Outro mineiro é o chef Gil Guimarães, nascido em Belo Horizonte, mas que se mudou para Brasília com a família com 12 anos. Apaixonado por vinho, aos 27 foi para Paris para estudar enologia e acabou se apaixonando por pães e massas. “Fui trabalhar em uma padaria e essa experiência virou uma chave dentro de mim. Posso dizer que foi o vinho que me levou para a gastronomia”, conta.
Hoje, ele é dono de três casas – Baco Pizzaria, Parrilha Burguer e Casa Baco, que é a junção da pizzaria com comida brasileira com influência italiana. “Minha comida mistura a gastronomia de Goiás com o Norte de Minas e uma pegada italiana. A Casa Baco vem com pegada forte. A proposta é fazer uma comida que eu gosto. Abri a casa e em 10 dias tive que fechar porque veio a pandemia. Fechei mesmo, não mantive nem delivery. Aproveitei esse tempo para cozinhar, e cozinhei muito. Criei muita coisa, fiz muitas misturas. Vi que a comida italiana tem tudo a ver com a gente. Comida de família, comida de raiz. E comecei a criar pratos misturando com ingredientes do cerrado, do nosso terroir.

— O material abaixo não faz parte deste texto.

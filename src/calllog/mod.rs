//! Call history records read from a MicroSIP-style INI file
//!
//! The INI mixes several sections; only `[Calls]` carries history. See
//! [`parser`] for the line format.

pub mod parser;

use chrono::{DateTime, Local};
use serde::Serialize;

pub use parser::parse_call_log;

/// Call direction, decoded from the numeric code in the log
#[derive(Debug, Clone, Copy, PartialEq, Eq, Hash, PartialOrd, Ord, Serialize)]
pub enum Direction {
    Outgoing,
    Incoming,
    Missed,
    Other,
}

impl Direction {
    /// Fixed display order used by renderers
    pub const DISPLAY_ORDER: [Direction; 4] = [
        Direction::Outgoing,
        Direction::Incoming,
        Direction::Missed,
        Direction::Other,
    ];

    /// Map a raw log code: `0` outgoing, `2` incoming, `3` missed, anything else other
    pub fn from_code(code: &str) -> Self {
        match code {
            "0" => Direction::Outgoing,
            "2" => Direction::Incoming,
            "3" => Direction::Missed,
            _ => Direction::Other,
        }
    }

    pub fn label(self) -> &'static str {
        match self {
            Direction::Outgoing => "Outgoing",
            Direction::Incoming => "Incoming",
            Direction::Missed => "Missed",
            Direction::Other => "Other",
        }
    }
}

impl std::fmt::Display for Direction {
    fn fmt(&self, f: &mut std::fmt::Formatter<'_>) -> std::fmt::Result {
        f.write_str(self.label())
    }
}

/// One historical call
///
/// Only constructed by the parser, so `phone` is always a non-empty digit
/// string and `timestamp` always a valid instant.
#[derive(Debug, Clone, PartialEq, Eq, Serialize)]
pub struct CallRecord {
    /// Canonical digits of the remote party
    pub phone: String,
    /// Name as recorded minus whitespace, may be empty
    pub display_name: String,
    pub direction: Direction,
    /// When the call happened, in local time
    pub timestamp: DateTime<Local>,
    /// Duration exactly as written in the log
    pub duration_raw: String,
    /// Outcome label as recorded, with whitespace removed
    pub status: String,
}

#[cfg(test)]
mod tests {
    use super::*;

    #[test]
    fn test_direction_codes() {
        assert_eq!(Direction::from_code("0"), Direction::Outgoing);
        assert_eq!(Direction::from_code("2"), Direction::Incoming);
        assert_eq!(Direction::from_code("3"), Direction::Missed);
        for code in ["1", "", "00", "x", "4"] {
            assert_eq!(Direction::from_code(code), Direction::Other, "code: {:?}", code);
        }
    }

    #[test]
    fn test_display_order() {
        let labels: Vec<_> = Direction::DISPLAY_ORDER.iter().map(|d| d.label()).collect();
        assert_eq!(labels, ["Outgoing", "Incoming", "Missed", "Other"]);
    }
}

Morei também em Bocaiuva. Se tenho que fazer comida, ela tem que ser autêntica, tem que ter minhas origens e então eu inverti a jogada. Tem que ser a comida da nossa história, da nossa terra, com a influência que tivemos da Itália. E desde que reabrimos a proposta é essa. Faço muito prato com canjiquinha, que considero nossa polenta. É um prato tão gostoso e tão esquecido fora de Minas. Tento criar receitas com as coisas em que acredito.”
Lombo de sol com canjiquinha e cajuzinho- do-cerrado
(Rende 4 porções)
Ingredientes: Lombo de sol: 1kg de copa lombo de porco, 110g de sal marinho
Modo de fazer: Limpe o excesso de gordura da copa lombo, passe o sal na carne, coloque na geladeira em vasilha fechada por 8 horas. Lave a carne com a sua própria água. Coloque a carne já salgada e lavada por mais 16 horas pendurada na sombra. Retire o excesso de sal. Corte a carne em cubos de 80g e grelhe em frigideira de ferro com manteiga de garrafa.
Ingredientes: Canjiquinha de milho com cajuzinho-do-cerrado: 400g de canjiquinha hidratada no caldo de costelinha de porco, 500ml de caldo de costelinha de porco, 50g de cebola brunoise, 1 dente de alho amassado, 50g de passata de tomares, 40ml de demi-glace de pé porco, 40g de compota de cajuzinho-do-cerrado, folhas de ora-pro-nóbis, sal a gosto
Modo de fazer: Refogue no azeite a cebola e o alho, adicione a passata de tomates, acrescente a canjiquinha já hidratada. Cozinhe por 30 minutos. No final, regue com demi-glace de pé porco. Finalize com quatro cajuzinhos-do-cerrado em compota por porção e folhas de ora-pro-nóbis crocante (fritas em azeite).